══ EXTRACTED MATERIAL

use alloy::primitives::Address;
use colored::*;
use eyre::{Result, WrapErr};
use log::*;

use super::{
    address::AddressTemplate,
    traits::ProtocolState,
    types::{DepositType, DerivedTarget, ResolvedSalt},
};

/// Derives the minipool address and asks the protocol for the withdrawal
/// credentials bound to it. No retries, a failed lookup aborts.
pub async fn resolve_target<P: ProtocolState>(
    protocol: &P,
    template: &AddressTemplate,
    owner: Address,
    class: DepositType,
    salt: ResolvedSalt,
) -> Result<DerivedTarget> {
    let address = template.derive(owner, class, salt.value());
    let withdrawal_credentials = protocol
        .withdrawal_credentials_of(address)
        .await
        .wrap_err_with(|| format!("withdrawal credentials lookup for minipool {} failed", address))?;
    debug!(
        "minipool {} withdrawal credentials {}",
        address.to_string().blue(),
        withdrawal_credentials.to_string().magenta()
    );
    Ok(DerivedTarget {
        address,
        withdrawal_credentials,
    })
}
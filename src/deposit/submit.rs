use colored::*;
use log::*;

use super::{
    DepositPipeline,
    credentials::resolve_target,
    data::build_deposit_data,
    deposit_call,
    error::{DepositError, Result},
    traits::{AccountLedger, ConsensusStatus, KeyVault, ProtocolState, TransactionSubmitter},
    types::{DEPOSIT_AMOUNT_GWEI, DepositRequest, SubmissionOutcome},
    verify::verify_deposit,
};

#[derive(Debug, Clone, Copy, PartialEq, Eq)]
pub enum SubmitMode {
    Broadcast,
    DryRun,
}

/// Progress of a deposit, each stage only reachable from the one before
#[derive(Debug, Clone, Copy, PartialEq, Eq)]
pub enum DepositStage {
    Initialized,
    SaltResolved,
    NetworkVerified,
    KeyCreated,
    TargetDerived,
    DataBuilt,
    DuplicateChecked,
    Verified,
    Submitted(SubmitMode),
    KeyPersisted,
}

impl std::fmt::Display for DepositStage {
    fn fmt(&self, f: &mut std::fmt::Formatter) -> std::fmt::Result {
        match self {
            DepositStage::Submitted(mode) => write!(f, "Submitted({:?})", mode),
            stage => write!(f, "{:?}", stage),
        }
    }
}

impl<L, P, C, S> DepositPipeline<L, P, C, S>
where
    L: AccountLedger,
    P: ProtocolState,
    C: ConsensusStatus,
    S: TransactionSubmitter,
{
    /// Creates a validator key and deposits it, or only serializes the signed
    /// transaction when `request.submit` is false.
    ///
    /// Strictly sequential and fail-fast. The new key only reaches durable
    /// storage after the network accepted the transaction; on any earlier
    /// failure it is dropped with the vault's in-memory state.
    pub async fn deposit<V: KeyVault>(
        &self,
        vault: &mut V,
        request: &DepositRequest,
    ) -> Result<SubmissionOutcome> {
        let mut stage = DepositStage::Initialized;
        let mut advance = |next: DepositStage| {
            debug!("deposit stage {} -> {}", stage, next.to_string().cyan());
            stage = next;
        };

        let node = vault.account_address()?;
        self.require_registered(node).await?;

        let salt = self.resolve_salt(node, request.salt).await?;
        advance(DepositStage::SaltResolved);

        let local = self.protocol.deposit_network().await?;
        let beacon = self.consensus.network_identity().await?;
        if local != beacon {
            return Err(DepositError::NetworkMismatch { local, beacon });
        }
        advance(DepositStage::NetworkVerified);

        let network = self.consensus.network_config().await?;
        let scrub_period = self.protocol.scrub_period().await?;
        let class = self.protocol.deposit_type(request.amount_wei()).await?;
        debug!("deposit type: {:?}", class);

        let key = vault.create_validator_key()?;
        advance(DepositStage::KeyCreated);

        let template = self.protocol.address_template().await?;
        let target = resolve_target(&self.protocol, &template, node, class, salt).await?;
        advance(DepositStage::TargetDerived);

        let data = build_deposit_data(&key, target.withdrawal_credentials, &network);
        advance(DepositStage::DataBuilt);

        let status = self
            .consensus
            .validator_status(&data.pubkey)
            .await
            .map_err(DepositError::ValidatorStatus)?;
        if status.exists {
            return Err(DepositError::DuplicateValidator {
                address: target.address,
                pubkey: data.pubkey.to_string(),
                index: status.index,
            });
        }
        advance(DepositStage::DuplicateChecked);

        verify_deposit(
            &network,
            DEPOSIT_AMOUNT_GWEI,
            &data.pubkey,
            &target.withdrawal_credentials,
            &data.signature,
        )?;
        advance(DepositStage::Verified);

        let mut params = vault.transaction_params(request.amount_wei())?;
        if let Some(nonce) = request.nonce {
            debug!("nonce override: {}", nonce.to_string().magenta());
            params.nonce = Some(nonce);
        }
        let mode = match request.submit {
            true => SubmitMode::Broadcast,
            false => SubmitMode::DryRun,
        };
        params.no_send = mode == SubmitMode::DryRun;

        let call = deposit_call(request, &data, salt, target.address)?;
        let tx = self.submitter.submit_or_serialize(&params, &call).await?;
        advance(DepositStage::Submitted(mode));

        if mode == SubmitMode::Broadcast {
            vault
                .persist()
                .map_err(|cause| DepositError::KeyPersistence {
                    tx_hash: tx.hash,
                    cause,
                })?;
            advance(DepositStage::KeyPersisted);
        }

        info!(
            "Minipool {} deposit {} ({})",
            target.address.to_string().blue(),
            tx.hash.to_string().red(),
            match mode {
                SubmitMode::Broadcast => "sent".green(),
                SubmitMode::DryRun => "not sent".yellow(),
            }
        );

        Ok(SubmissionOutcome {
            tx_hash: tx.hash,
            target,
            pubkey: data.pubkey,
            salt,
            raw_transaction: match mode {
                SubmitMode::Broadcast => None,
                SubmitMode::DryRun => Some(tx.raw),
            },
            scrub_period,
        })
    }
}
//! Contracts of the collaborators the deposit pipeline consumes. Every
//! method is read-only except [`KeyVault::create_validator_key`],
//! [`KeyVault::persist`] and [`TransactionSubmitter::submit_or_serialize`].
#![allow(async_fn_in_trait)]

use std::time::Duration;

use alloy::primitives::{Address, B256, U256};
use eyre::Result;

use super::{
    address::AddressTemplate,
    data::ValidatorKey,
    types::{
        BlsPublicKey, DepositCall, DepositType, GasInfo, NetworkConfig, NetworkIdentity,
        SubmittedTransaction, TransactionParams, ValidatorStatus,
    },
};

pub trait AccountLedger {
    async fn balance_of(&self, address: Address) -> Result<U256>;
    async fn sequence_number_of(&self, address: Address) -> Result<u64>;
}

pub trait ProtocolState {
    async fn node_exists(&self, node: Address) -> Result<bool>;
    async fn deposits_enabled(&self) -> Result<bool>;
    async fn stake_limit_of(&self, node: Address) -> Result<u64>;
    async fn stake_count_of(&self, node: Address) -> Result<u64>;
    async fn unbonded_max_count(&self) -> Result<u64>;
    async fn unbonded_count_of(&self, node: Address) -> Result<u64>;
    async fn is_trusted_member(&self, node: Address) -> Result<bool>;
    /// Whether the oracle DAO agrees on the latest network prices
    async fn prices_in_consensus(&self) -> Result<bool>;
    async fn deposit_type(&self, amount_wei: U256) -> Result<DepositType>;
    async fn address_template(&self) -> Result<AddressTemplate>;
    async fn withdrawal_credentials_of(&self, minipool: Address) -> Result<B256>;
    /// Network and deposit contract as registered with the protocol
    async fn deposit_network(&self) -> Result<NetworkIdentity>;
    async fn scrub_period(&self) -> Result<Duration>;
}

pub trait ConsensusStatus {
    async fn network_config(&self) -> Result<NetworkConfig>;
    /// Whether the consensus client is healthy enough to rely on
    async fn in_consensus(&self) -> Result<bool>;
    async fn validator_status(&self, pubkey: &BlsPublicKey) -> Result<ValidatorStatus>;
    async fn network_identity(&self) -> Result<NetworkIdentity>;
}

pub trait KeyVault {
    fn account_address(&self) -> Result<Address>;
    /// The key `create_validator_key` would return, without creating it
    fn next_validator_key(&self) -> Result<ValidatorKey>;
    /// Creates a key in memory only, nothing is written until `persist`
    fn create_validator_key(&mut self) -> Result<ValidatorKey>;
    /// Durably saves all key material created since the last save
    fn persist(&mut self) -> Result<()>;
    fn transaction_params(&self, value: U256) -> Result<TransactionParams>;
}

pub trait TransactionSubmitter {
    async fn estimate_gas(&self, params: &TransactionParams, call: &DepositCall) -> Result<GasInfo>;
    /// Broadcasts the deposit, or only signs and serializes it when
    /// `params.no_send` is set
    async fn submit_or_serialize(
        &self,
        params: &TransactionParams,
        call: &DepositCall,
    ) -> Result<SubmittedTransaction>;
}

════

WORK ITEM -> Give again, word for word, every line of the listing above from the one with "async fn deposit_network(&self)" to the one with "fn next_validator_key(&self) ->", both inclusive, and nothing beyond them.

ANSWER TO THIS PROBLEM ->
    async fn deposit_network(&self) -> Result<NetworkIdentity>;
    async fn scrub_period(&self) -> Result<Duration>;
}

pub trait ConsensusStatus {
    async fn network_config(&self) -> Result<NetworkConfig>;
    /// Whether the consensus client is healthy enough to rely on
    async fn in_consensus(&self) -> Result<bool>;
    async fn validator_status(&self, pubkey: &BlsPublicKey) -> Result<ValidatorStatus>;
    async fn network_identity(&self) -> Result<NetworkIdentity>;
}

pub trait KeyVault {
    fn account_address(&self) -> Result<Address>;
    /// The key `create_validator_key` would return, without creating it
    fn next_validator_key(&self) -> Result<ValidatorKey>;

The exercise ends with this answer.